Ralph started the Ritalin study through Emory last week and I’m waiting to see some spurt of energy. He still lies down to “rest my eyes” at 5:30, resting them so deeply that I have to work to rouse him at 6:30 to eat dinner, after which he has his cigarette and goes back to sleep between 7:30 and 8. So my guess is that he’s been given the placebo.
Which is actually okay with me. As I acknowledged when our practitioner first said Ralph might qualify for this study, I have mixed feelings. (The future good that participation may do for others is a given but not really part of my equation.) I do not want to deprive Ralph of the chance for a more normal life or any chance to enjoy life more, and it is possible according to the nurses and social workers that Ritalin really will create a new zest for life.
But what if he ends up with more energy and zest than I have? That would be a cruel irony, wouldn’t it? Because my energy is certainly depleted. I am not sure how much I can get away blaming my mental and physical exhaustion on caregiving. Laziness and fear of challenge play their parts in drying up, or avoiding, my creative ambitions. But 15 years–10 as daughter/caretaker segueing, with a year or so of overlap, into five as spouse/caretaker–is a long time in what has never been a natural role for me.
No matter, my competitive nature has turned this worry into a positive goad.
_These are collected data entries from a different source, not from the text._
//! # Ragmate Knowledge
//!
//! Document lifecycle for the remote knowledge base:
//!
//! - [`ledger`] — the ordered list of document records the host believes are
//!   attached. Single-writer behind a mutex; file-backed or in-memory.
//! - [`documents`] — upload (validate, origin upload, attach with the fixed
//!   chunking policy, ledger append) and two-phase delete (detach, then
//!   best-effort origin delete, then ledger remove).

pub mod documents;
pub mod ledger;

pub use documents::{DeleteOutcome, DocumentManager, MimePolicy, NewUpload};
pub use ledger::{FileLedger, Ledger, MemLedger};
//! # Ragmate Vector Client
//!
//! Talks to the remote vector-search service (OpenAI-style `/vector_stores`
//! and `/files` endpoints). Three layers, bottom up:
//!
//! - [`transport`] — authenticated HTTP with JSON/multipart auto-select and
//!   a typed error on non-2xx. No hidden retries.
//! - [`retry`] — explicit exponential-backoff policy for 429/5xx/network
//!   failures, layered on top of the transport by callers that want it.
//! - [`registry`] / [`retrieve`] — idempotent-by-name store resolution and
//!   scored similarity search with result shaping.

pub mod registry;
pub mod retrieve;
pub mod retry;
pub mod transport;

#[cfg(any(test, feature = "mock"))]
pub mod mock;

pub use registry::StoreRegistry;
pub use retrieve::Retriever;
pub use retry::RetryPolicy;
pub use transport::{HttpTransport, Method, Payload, Transport};
//! Authenticated HTTP transport to the vector-search service.
//!
//! Every request carries the bearer key and the API-version marker header.
//! The payload decides the encoding: JSON bodies get an explicit
//! `Content-Type: application/json`, file payloads go out as
//! multipart/form-data with reqwest picking the boundary. A 2xx response is
//! decoded as JSON; anything else becomes `RagmateError::Transport` carrying
//! the status and raw body. Retry policy lives one layer up — this client
//! never re-issues a request on its own.

use async_trait::async_trait;
use ragmate_core::error::{RagmateError, Result};
use serde_json::Value;
use std::time::Duration;

/// API-version marker required by the vector-store endpoints.
const API_VERSION_HEADER: (&str, &str) = ("OpenAI-Beta", "assistants=v2");

#[derive(Debug, Clone, Copy, PartialEq, Eq)]
pub enum Method {
    Get,
    Post,
    Delete,
}

impl Method {
    pub fn as_str(&self) -> &'static str {
        match self {
            Method::Get => "GET",
            Method::Post => "POST",
            Method::Delete => "DELETE",
        }
    }
}

/// Request body. The variant picks the wire encoding.
#[derive(Debug, Clone)]
pub enum Payload {
    None,
    Json(Value),
    /// A file upload plus plain form fields (e.g. `purpose=assistants`).
    /// Sent as multipart/form-data.
    File {
        file_name: String,
        mime: String,
        bytes: Vec<u8>,
        fields: Vec<(String, String)>,
    },
}

/// The seam between the orchestration layer and the wire.
///
/// Production uses [`HttpTransport`]; tests script a mock against the same
/// contract.
#[async_trait]
pub trait Transport: Send + Sync {
    async fn request(&self, method: Method, url: &str, payload: Payload) -> Result<Value>;
}

/// reqwest-backed transport.
pub struct HttpTransport {
    api_key: String,
    client: reqwest::Client,
}

impl HttpTransport {
    /// Build a transport with the given key and per-request timeout.
    pub fn new(api_key: impl Into<String>, timeout_secs: u64) -> Result<Self> {
        let client = reqwest::Client::builder()
            .user_agent(concat!("ragmate/", env!("CARGO_PKG_VERSION")))
            .timeout(Duration::from_secs(timeout_secs))
            .build()
            .map_err(|e| RagmateError::Config(format!("HTTP client build failed: {e}")))?;
        Ok(Self {
            api_key: api_key.into(),
            client,
        })
    }
}

#[async_trait]
impl Transport for HttpTransport {
    async fn request(&self, method: Method, url: &str, payload: Payload) -> Result<Value> {
        let req = match method {
            Method::Get => self.client.get(url),
            Method::Post => self.client.post(url),
            Method::Delete => self.client.delete(url),
        };

        let req = req
            .header("Authorization", format!("Bearer {}", self.api_key))
            .header(API_VERSION_HEADER.0, API_VERSION_HEADER.1);

        let req = match payload {
            Payload::None => req,
            Payload::Json(body) => req
                .header("Content-Type", "application/json")
                .json(&body),
            Payload::File {
                file_name,
                mime,
                bytes,
                fields,
            } => {
                let part = reqwest::multipart::Part::bytes(bytes)
                    .file_name(file_name)
                    .mime_str(&mime)
                    .map_err(|e| RagmateError::Validation(format!("Invalid MIME type: {e}")))?;
                let mut form = reqwest::multipart::Form::new().part("file", part);
                for (key, value) in fields {
                    form = form.text(key, value);
                }
                // reqwest sets the multipart boundary header itself.
                req.multipart(form)
            }
        };

        tracing::debug!("{} {}", method.as_str(), url);
        let resp = req
            .send()
            .await
            .map_err(|e| RagmateError::network(format!("{} {url} failed: {e}", method.as_str())))?;

        let status = resp.status().as_u16();
        let body = resp
            .text()
            .await
            .map_err(|e| RagmateError::network(format!("Reading response body failed: {e}")))?;

        if (200..300).contains(&status) {
            serde_json::from_str(&body).map_err(|e| RagmateError::Transport {
                status,
                body: format!("Invalid JSON body: {e}"),
            })
        } else {
            tracing::debug!("{} {} -> {status}", method.as_str(), url);
            Err(RagmateError::Transport { status, body })
        }
    }
}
To avoid being left in the dust, I am now revving up my energy with a new diet, more regular exercise, and visits to my therapist, whom I stopped seeing shortly before Ralph’s diagnosis when our relationship and my own sense of self finally seemed healthy.
Which brings me to my second worry, what if Ralph on Ritalin reverts back to the Ralph my therapist has reminded me he used to be: autocratic, critical, competitive, jealous. He wasn’t that bad, I laughed, but then bad memories began to surface. I could go on and on with a list of the examples of his faults and bad behavior I’ve begun to remember, and I would except just now I was interrupted by a phone call that’s thrown me completely off course….
The caller, JG, was starting out as a real estate agent when he met Ralph, then in his entrepreneurial prime. The two hit it off. , Over the years, I would hear Ralph talking to JG on the phone, explaining how to analyze values and bottom lines, offering professional advice but also yaking about fishing, another passion they shared. JG was younger and we never socialized much. But he did bring his wife and kids out to the farm for several visits shortly before they moved to north Florida. His wife turned out to be lovely—we had immediate rapport. His son, who was six or seven on that first visit, was obsessed with tractors, so he was in heaven when Ralph took him on the riding mower. (I don’t remember if they played on the tractor too.). The next visit, the boy was old enough to ride the mower himself, with a lot of supervision.
JG still comes to Atlanta regularly for business. Since we closed our business and turned the one rental property we still own over to his management company, JG has known, in vague terms, that Ralph was having some kind of problem and no longer actively involved in decision making, but he has never asked for details and I didn’t offer. He hasn’t seen or talked to Ralph for ages. The last time I talked to JG was a few years ago about a business issue. We were friendly but careful with each other.
He called today over another small business matter,. When he asked how Ralph was, I told him Ralph’s memory was holding stable.
“What’s wrong exactly. I never asked but is it Alzheimer’s.”
“On the continuum but still early stages,” I explained. “You might not even notice any change at first.”
“So he still fishes?” “No.”
“Oh, he can’t fish?” “No, he has no interest.”
“No interest?”
JG’s shocked silence was deafening. Here was someone who only knows Ralph as a man avid about the activities he loves. I took back what I’d said about JG noticing—he would definitely register the changes I’ve begun to take for granted.
JG began asking the questions he’d never asked. WeI had a long, serious discussion.
“I didn’t want to invade your privacy.” That made sense because I’d been vague about Ralph’s situation early on, not sure how much to share. (These days I share everything ad nauseum.)
“It is hard to imagine Ralph unengaged. He was so interested and involved. He was …” I could tell how upset, really upset, he was. “He was like an uncle… …”
I invited him visit, with his son who is now a 6’3” teenager but still loves to farm work. JG said he’s been waiting for the invitation and will make sure to come soon.
I hung up in a different state of mind from the one that set me writing this morning. I am feeling tender toward Ralph now, of course. And toward myself, realizing how tenuous my emotional memory of Ralph and who we were together, the good and the bad, has become.